For us here in the Philippines, we like to usher in the year with a bang—literally. With firecrackers that can set off car alarms, and can reduce your precious doggies to whimpering, whining, shitting, piteous creatures; with firecrackers that shatter eardrums, and mangle hands and, in some cases, cause fires and kill people.
|The firecracker on the left is aptly called "Goodbye Philippines"|
Also by firing loaded guns indiscriminately into the sky. This one’s fun—gravity tells us that what comes up must come down, right? So when the bullet does return to earth, it sometimes hit people, including children.
Loud noises are supposed to drive away “evil spirits,” according to Chinese traditions. That people use this superstition to justify this stupid tradition makes me want to headslap the guy behind me here at work.
Filipinos also believe that serving chicken during new year celebrations is bad luck, because chickens are “isang kahig isang tuka,” –literally, one scratch, one peck—which means you could work really, really, hard, and it would be only sufficient to feed you once. Hence, one scratch, one peck.

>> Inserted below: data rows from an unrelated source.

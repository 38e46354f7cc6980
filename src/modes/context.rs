// =============================================================================
// Per-mode state — ModeContext / ModeRegistry
// =============================================================================
//
// A ModeRegistry holds one ModeContext per configured mode. Modes never touch
// each other's balance or orders; the decision engine (C10) and order
// lifecycle (C11) operate on exactly one ModeContext per tick per mode, with
// the MarketSnapshot as the only shared input.

use std::collections::HashMap;
use std::time::Instant;

use serde::{Deserialize, Serialize};

use crate::bridge::RecommendedAdjustments;
use crate::config::ModeConfig;
use crate::orders::SimulatedOrder;
use crate::types::Direction;

/// The trading style a mode runs under. Drives which branch of the C10
/// pipeline (mode filters, regime gating, signal formation) applies.
#[derive(Debug, Clone, Copy, PartialEq, Eq, Hash, Serialize, Deserialize)]
#[serde(rename_all = "snake_case")]
pub enum StrategyStyle {
    Baseline,
    Trend,
    Scalper,
    Reversion,
    Breakout,
    Volume,
    Volatility,
    Whale,
    LpWhaleBurst,
    AiWhaleHunter,
    AiDragon2,
    AiShrimp,
    AiLion,
    DirectionProbeLong,
    DirectionProbeShort,
}

impl StrategyStyle {
    /// AI-driven styles read a bridge file and skip the generic sniper
    /// filters entirely (C10 step 3).
    pub fn is_ai_driven(self) -> bool {
        matches!(
            self,
            StrategyStyle::AiWhaleHunter
                | StrategyStyle::AiDragon2
                | StrategyStyle::AiShrimp
                | StrategyStyle::AiLion
        )
    }

    /// Direction probes issue an unconditional LONG or SHORT once their
    /// cooldown elapses, bypassing signal formation entirely.
    pub fn is_direction_probe(self) -> bool {
        matches!(
            self,
            StrategyStyle::DirectionProbeLong | StrategyStyle::DirectionProbeShort
        )
    }

    /// Fixed direction for probe styles; `None` for everything else.
    pub fn probe_direction(self) -> Option<Direction> {
        match self {
            StrategyStyle::DirectionProbeLong => Some(Direction::Long),
            StrategyStyle::DirectionProbeShort => Some(Direction::Short),
            _ => None,
        }
    }
}

/// A candidate entry awaiting the AI entry-delay confirmation window
/// (C10 step 10): first tick records it and holds, subsequent ticks wait
/// out `entry_delay_secs` unless direction changes or price moves too far.
#[derive(Debug, Clone)]
pub struct PendingEntry {
    pub direction: Direction,
    pub recorded_at: Instant,
    pub recorded_mid_price: f64,
}

/// Isolated per-mode state. No field here is ever read or written by any
/// mode other than the one it belongs to.
pub struct ModeContext {
    pub name: String,
    pub style: StrategyStyle,
    pub config: ModeConfig,

    pub balance: f64,
    pub orders: Vec<SimulatedOrder>,

    pub consecutive_losses: u32,
    pub loss_cooldown_until: Option<Instant>,

    pub last_entry_time: Option<Instant>,
    pub pending_entry_signal: Option<PendingEntry>,

    /// Set while C11's VPIN-risk mode is active for this mode's open order;
    /// cleared after 120 s of VPIN back below the spike threshold.
    pub high_vpin_cooldown_until: Option<Instant>,

    /// Direction flip timestamps for the reversal-tier escalation feeding
    /// back into this mode's whale-driven entry cooldown (C5).
    pub recent_flips: Vec<Instant>,

    /// ROI of the most recently closed order, consumed by the next
    /// loss-review request written to this mode's AI bridge.
    pub last_close_roi_pct: Option<f64>,
    /// Set when a loss-review request has been emitted and not yet answered
    /// by a bridge command carrying `recommended_adjustments`.
    pub awaiting_loss_review: bool,

    /// Additive delta the AI bridge has recommended against this mode's
    /// baseline confidence gates.
    pub ai_confidence_delta: f64,
    /// Stop-loss percentage the AI bridge has recommended overriding onto
    /// every new entry, taking precedence over the computed default.
    pub ai_stop_loss_override_pct: Option<f64>,
    /// Multiplier the AI bridge has recommended applying to this mode's
    /// leverage.
    pub ai_leverage_multiplier: f64,
}

impl ModeContext {
    pub fn new(name: impl Into<String>, config: ModeConfig, initial_balance: f64) -> Self {
        Self {
            name: name.into(),
            style: config.style,
            config,
            balance: initial_balance,
            orders: Vec::new(),
            consecutive_losses: 0,
            loss_cooldown_until: None,
            last_entry_time: None,
            pending_entry_signal: None,
            high_vpin_cooldown_until: None,
            recent_flips: Vec::new(),
            last_close_roi_pct: None,
            awaiting_loss_review: false,
            ai_confidence_delta: 0.0,
            ai_stop_loss_override_pct: None,
            ai_leverage_multiplier: 1.0,
        }
    }

    pub fn in_loss_cooldown(&self, now: Instant) -> bool {
        self.loss_cooldown_until.map(|until| now < until).unwrap_or(false)
    }

    pub fn in_entry_cooldown(&self, now: Instant) -> bool {
        self.last_entry_time
            .map(|t| now.duration_since(t).as_secs() < self.config.entry_cooldown_secs)
            .unwrap_or(false)
    }

    pub fn has_open_position(&self) -> bool {
        self.orders.iter().any(|o| !o.is_closed())
    }

    pub fn open_position_count(&self) -> usize {
        self.orders.iter().filter(|o| !o.is_closed()).count()
    }

    /// Registers a win/loss outcome against the consecutive-loss counter and
    /// returns the cooldown (if any) that should now apply, per C11's
    /// post-close hooks: 2+ losses or a single loss deeper than 2% ROI gets
    /// a 30s cooldown; 5 consecutive losses escalate to 30 minutes.
    pub fn record_close(&mut self, roi_pct: f64, now: Instant) {
        self.last_close_roi_pct = Some(roi_pct);
        if roi_pct < 0.0 {
            self.consecutive_losses += 1;
            let severe = self.consecutive_losses >= 2 || roi_pct <= -2.0;
            self.awaiting_loss_review = severe;
            if self.consecutive_losses >= 5 {
                self.loss_cooldown_until = Some(now + std::time::Duration::from_secs(30 * 60));
            } else if severe {
                self.loss_cooldown_until = Some(now + std::time::Duration::from_secs(30));
            }
        } else {
            self.consecutive_losses = 0;
            self.loss_cooldown_until = None;
            self.awaiting_loss_review = false;
        }
    }

    /// Apply AI-recommended adjustments received in answer to a loss-review
    /// request, then clear the pending flag so they are not reapplied.
    pub fn apply_ai_adjustments(&mut self, adjustments: &RecommendedAdjustments, now: Instant) {
        if let Some(delta) = adjustments.confidence_threshold_delta {
            self.ai_confidence_delta += delta;
        }
        if let Some(stop_loss_pct) = adjustments.stop_loss_pct {
            self.ai_stop_loss_override_pct = Some(stop_loss_pct);
        }
        if let Some(multiplier) = adjustments.leverage_multiplier {
            self.ai_leverage_multiplier = multiplier;
        }
        if let Some(minutes) = adjustments.cooldown_minutes {
            self.loss_cooldown_until = Some(now + std::time::Duration::from_secs_f64((minutes * 60.0).max(0.0)));
        }
        self.awaiting_loss_review = false;
    }
}

/// Owns every configured mode's isolated context.
pub struct ModeRegistry {
    modes: HashMap<String, ModeContext>,
}

impl ModeRegistry {
    pub fn from_configs(configs: &HashMap<String, ModeConfig>, initial_balance: f64) -> Self {
        let modes = configs
            .iter()
            .filter(|(_, cfg)| cfg.enabled)
            .map(|(name, cfg)| (name.clone(), ModeContext::new(name.clone(), cfg.clone(), initial_balance)))
            .collect();
        Self { modes }
    }

    pub fn get(&self, name: &str) -> Option<&ModeContext> {
        self.modes.get(name)
    }

    pub fn get_mut(&mut self, name: &str) -> Option<&mut ModeContext> {
        self.modes.get_mut(name)
    }

    pub fn iter(&self) -> impl Iterator<Item = &ModeContext> {
        self.modes.values()
    }

    pub fn iter_mut(&mut self) -> impl Iterator<Item = &mut ModeContext> {
        self.modes.values_mut()
    }

    pub fn len(&self) -> usize {
        self.modes.len()
    }

    pub fn is_empty(&self) -> bool {
        self.modes.is_empty()
    }
}

#[cfg(test)]
mod tests {
    use super::*;
    use crate::config::default_mode;

    #[test]
    fn loss_cooldown_escalates_at_five() {
        let mut ctx = ModeContext::new("baseline", default_mode(StrategyStyle::Baseline), 100.0);
        let now = Instant::now();
        for _ in 0..4 {
            ctx.record_close(-1.0, now);
        }
        assert_eq!(ctx.consecutive_losses, 4);
        ctx.record_close(-1.0, now);
        assert_eq!(ctx.consecutive_losses, 5);
        let until = ctx.loss_cooldown_until.expect("cooldown should be set");
        assert!(until.duration_since(now).as_secs() >= 30 * 60 - 1);
    }

    #[test]
    fn win_resets_loss_counter() {
        let mut ctx = ModeContext::new("baseline", default_mode(StrategyStyle::Baseline), 100.0);
        let now = Instant::now();
        ctx.record_close(-1.0, now);
        ctx.record_close(2.5, now);
        assert_eq!(ctx.consecutive_losses, 0);
        assert!(ctx.loss_cooldown_until.is_none());
    }

    #[test]
    fn direction_probe_styles_report_fixed_direction() {
        assert_eq!(
            StrategyStyle::DirectionProbeLong.probe_direction(),
            Some(Direction::Long)
        );
        assert_eq!(
            StrategyStyle::DirectionProbeShort.probe_direction(),
            Some(Direction::Short)
        );
        assert_eq!(StrategyStyle::Baseline.probe_direction(), None);
    }
}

But now, exposures to Chinese traditions have “enlightened” many Filipinos. They now believe that the poor chicken is in fact lucky. Why? Because chickens are birds; and as everyone knows, birds fly, and soar. Like fortunes, see? So according to the Chinese, chicken symbolizes "soaring to great heights." Ergo, chicken is not bad luck. So—chicken=birds=flying=good luck.
|Do you feel lucky, punk? (Sorry, couldn't find a chicken with a .44 Magnum)|
And also, as everyone knows, many Chinese in the Philippines are filthy rich, compared to some Filipinos, who are merely filthy.
Those Chinese, they must be doing something right, eh? So goddamn it, slaughter those chickens!
So yes, we also had some chicken dishes in our house during the New Year festivities.
No connection with hoping to soar to great heights, though.